Как звучало это волшебное слово? Брамаджем! Принцесса Брамаджем! Такое слово можно шептать тайком по ночам вместе со словами «черт возьми» и «корсет».
Но мама никогда не должна это слышать. Вернон прекрасно отдавал себе отчет в том, что она бы только рассмеялась – мама всегда смеялась, и от ее смеха все внутри съеживалось. При этом она говорила вещи, которых он терпеть не мог: «Правда, дети ужасно забавные?»
Вернон-то знал, что он ничуть не забавный. Ему вообще не нравилось это слово – оно напоминало о шутках дяди Сидни. Если бы только мама не…
Сидя на скользком ситце, Вернон озадаченно нахмурил брови. Ему внезапно представились две мамы: золотоволосая принцесса, о которой он мечтал и которая ассоциировалась у него с закатами, волшебством и сражениями с драконами, и женщина, которая смеялась и говорила: «Правда, дети ужасно забавные?»
Вернон вздохнул, беспокойно ерзая. Няня, покраснев от усилий, связанных с попытками закрыть чемодан, повернулась к нему:
– Что случилось, мастер Вернон?
– Ничего.
Лучше всегда отвечать «ничего». Тогда никто не узнает, о чем ты думаешь…
В период царствования Сузан-Изабел детская сильно изменилась. Можно было вести себя как угодно – Сузан лишь грозилась пожаловаться маме, но никогда этого не делала.
Сначала Сузан нравились положение и власть, которые она приобрела в отсутствие няни. Они продолжали бы ей нравиться и дальше, если бы не Вернон.
– Не знаю, что на него находит, – говорила она своей помощнице Кэти. – Иногда он превращается в настоящего дьяволенка. А как он хорошо вел себя с миссис Пэскал!
– Ну, с ней особо не покапризничаешь, – соглашалась Кэти.
И они продолжали шептаться и хихикать.
– Кто такая миссис Пэскал? – спросил однажды Вернон.
– Ну и ну, мастер Вернон! Неужели вы не знаете фамилию вашей собственной няни?
Значит, няня – миссис Пэскал. Еще одно потрясение. Для него она всегда была просто няней. Это все равно как если бы он узнал, что Бога зовут мистер Робинсон.

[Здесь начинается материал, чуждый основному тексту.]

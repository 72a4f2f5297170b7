//! Node Registry and Health Monitor (spec §4.2, §4.3).

pub mod discovery;
pub mod health;
pub mod registry;

pub use health::{HealthMonitor, HealthMonitorConfig};
pub use registry::NodeRegistry;
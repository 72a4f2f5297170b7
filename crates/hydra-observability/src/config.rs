//! Configuration for tracing initialization (spec §10.1).

use serde::{Deserialize, Serialize};

/// Span sampling strategy.
#[derive(Debug, Clone, Copy, PartialEq, Serialize, Deserialize, Default)]
pub enum SamplingStrategy {
    #[default]
    Always,
    Never,
    Probabilistic(f64),
}

#[derive(Debug, Clone, Serialize, Deserialize)]
pub struct TracingConfig {
    pub service_name: String,
    /// OTLP collector endpoint; only consulted when the `otel` feature
    /// is enabled.
    pub otlp_endpoint: Option<String>,
    pub sampling: SamplingStrategy,
    /// Port `hydra-cli serve-api` binds the Prometheus metrics registry to.
    pub metrics_port: Option<u16>,
}

impl TracingConfig {
    #[must_use]
    pub fn new(service_name: impl Into<String>) -> Self {
        Self {
            service_name: service_name.into(),
            otlp_endpoint: None,
            sampling: SamplingStrategy::Always,
            metrics_port: None,
        }
    }

    #[must_use]
    pub fn with_otlp_endpoint(mut self, endpoint: impl Into<String>) -> Self {
        self.otlp_endpoint = Some(endpoint.into());
        self
    }

    #[must_use]
    pub fn with_sampling_rate(mut self, rate: f64) -> Self {
        self.sampling = if rate >= 1.0 {
            SamplingStrategy::Always
        } else if rate <= 0.0 {
            SamplingStrategy::Never
        } else {
            SamplingStrategy::Probabilistic(rate)
        };
        self
    }

    #[must_use]
    pub fn with_metrics_port(mut self, port: u16) -> Self {
        self.metrics_port = Some(port);
        self
    }
}

impl Default for TracingConfig {
    fn default() -> Self {
        Self::new("hydra")
    }
}

#[cfg(test)]
mod tests {
    use super::*;

    #[test]
    fn default_config_uses_always_sampling() {
        let config = TracingConfig::default();
        assert_eq!(config.service_name, "hydra");
        assert_eq!(config.sampling, SamplingStrategy::Always);
    }

    #[test]
    fn sampling_rate_is_clamped_into_strategy() {
        assert_eq!(TracingConfig::new("x").with_sampling_rate(1.5).sampling, SamplingStrategy::Always);
        assert_eq!(TracingConfig::new("x").with_sampling_rate(-0.5).sampling, SamplingStrategy::Never);
        assert_eq!(
            TracingConfig::new("x").with_sampling_rate(0.25).sampling,
            SamplingStrategy::Probabilistic(0.25)
        );
    }
}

Чем больше Вернон об этом размышлял, тем не-обычнее это ему казалось. Няня – миссис Пэскал, совсем как мама – миссис Дейр, а папа – мистер Дейр. Как ни странно, Вернон никогда не задумывался о возможности наличия мистера Пэскала. (В действительности такого человека просто не существовало. «Миссис» служило всего лишь напоминанием о положении и авторитете няни.) Няня была такой же величественной фигурой, как мистер Грин, у которого, несмотря на сотню детей (а также Пуделя, Белки и Дерева), как считал Вернон, никогда не могло быть никакой миссис Грин!
Пытливые мысли Вернона устремились в ином направлении.
– Тебе нравится, когда тебя называют Сузан? Ты бы не хотела, чтобы тебя называли Изабел?
Сузан (или Изабел) отозвалась привычным хихиканьем:
– Что бы я хотела, не имеет значения, мастер Вернон.
– Почему?
– В этом мире люди должны делать то, что им – велят.
Вернон промолчал. Всего несколько дней назад он думал так же. Но сейчас он начинал понимать, что это не вся правда. Ты вовсе не должен всегда делать то, что тебе говорят. Все зависит от того, кто говорит.
Дело было не в наказании. Сузан постоянно ставила его в угол и лишала сладкого. С другой стороны, няне было достаточно строго посмотреть на него сквозь очки с соответствующим выражением лица, и все варианты, кроме безоговорочной капитуляции, сразу же отпадали.
В натуре Сузан не было властности, и Вернон отлично это понимал. Ему нравилось не слушаться Сузан и мучить ее. Чем более сердитой и несчастной выглядела Сузан, тем большее удовольствие испытывал Вернон. В соответствии со своим возрастом он все еще существовал в каменном веке, вовсю наслаждаясь жестокостью.
У Сузан вошло в привычку отпускать Вернона одного играть в саду. Будучи малопривлекательной девушкой, Сузан не имела таких причин, какие были у Уинни, чтобы прогуливаться там. К тому же это, по ее мнению, никак не могло повредить мальчику.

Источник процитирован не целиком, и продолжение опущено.